And we introduced a huge amount of complexity. Now we have double the infrastructure—one physical, one virtual (container or cloud). We have applications spread across a lot more systems (be they instances or physical systems) and often across platforms; even across data centers. We live in a very cool time, with some sweet stuff going on. But complexity is a very real problem we need to solve. One app/app portfolio may have limited complexity, but we still allow teams too much leeway in defining the environment the application lives in. We need to offer a happy medium—a world where there are options, but those options are defined, manageable, and secure.

So we’re likely to see a resurgence in the importance of enterprise architecture teams again, with their focus being on organizing the mess we’ve made. Indeed, I know this is underway in a couple of Fortune 500 companies I stay in touch with. And I know of one organization that isn’t doing this and has all their UI functionality running through a single container … for multiple applications. That is no better architecture than each using a completely different UI toolset. So, I expect they’ll want coordinated solutions also. Just so something like that can’t happen again.

You all are doing it, day in and day out.
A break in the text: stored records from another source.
//! Port abstraction for identity persistence adapters and their errors.
use async_trait::async_trait;

use crate::domain::{Email, User, UserId};

use super::define_port_error;

define_port_error! {
    /// Persistence errors raised by user repository adapters.
    pub enum UserPersistenceError {
        /// Repository connection could not be established.
        Connection { message: String } => "user repository connection failed: {message}",
        /// Query or mutation failed during execution.
        Query { message: String } => "user repository query failed: {message}",
        /// The unique email constraint rejected an insert.
        DuplicateEmail { email: String } => "email already registered: {email}",
    }
}

/// Storage for registered identities.
#[cfg_attr(test, mockall::automock)]
#[async_trait]
pub trait UserRepository: Send + Sync {
    /// Insert a new identity. Fails with `DuplicateEmail` when the email is taken.
    async fn create(&self, user: &User) -> Result<(), UserPersistenceError>;

    /// Overwrite the mutable fields (password digest, `updated_at`) of an existing identity.
    async fn update(&self, user: &User) -> Result<(), UserPersistenceError>;

    /// Fetch an identity by identifier.
    async fn find_by_id(&self, id: &UserId) -> Result<Option<User>, UserPersistenceError>;

    /// Fetch an identity by normalised email.
    async fn find_by_email(&self, email: &Email) -> Result<Option<User>, UserPersistenceError>;

    /// Whether an identity with this email exists.
    async fn exists_by_email(&self, email: &Email) -> Result<bool, UserPersistenceError>;
}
As I often say, just don’t let this bit drag you down. Confront it head-on, approach standardization with “Yes, where it is good; no, where it is not” as your credo. Security is the big one, but maintainability is another. Even with tools like Ansible at their disposal, managing 50 different environments is a bit much for ops if it could be done with five. And keep rocking it. Through a pandemic, meeting increased demand, giving users more and more. Thanks once again, from all of those users who don’t know to thank you.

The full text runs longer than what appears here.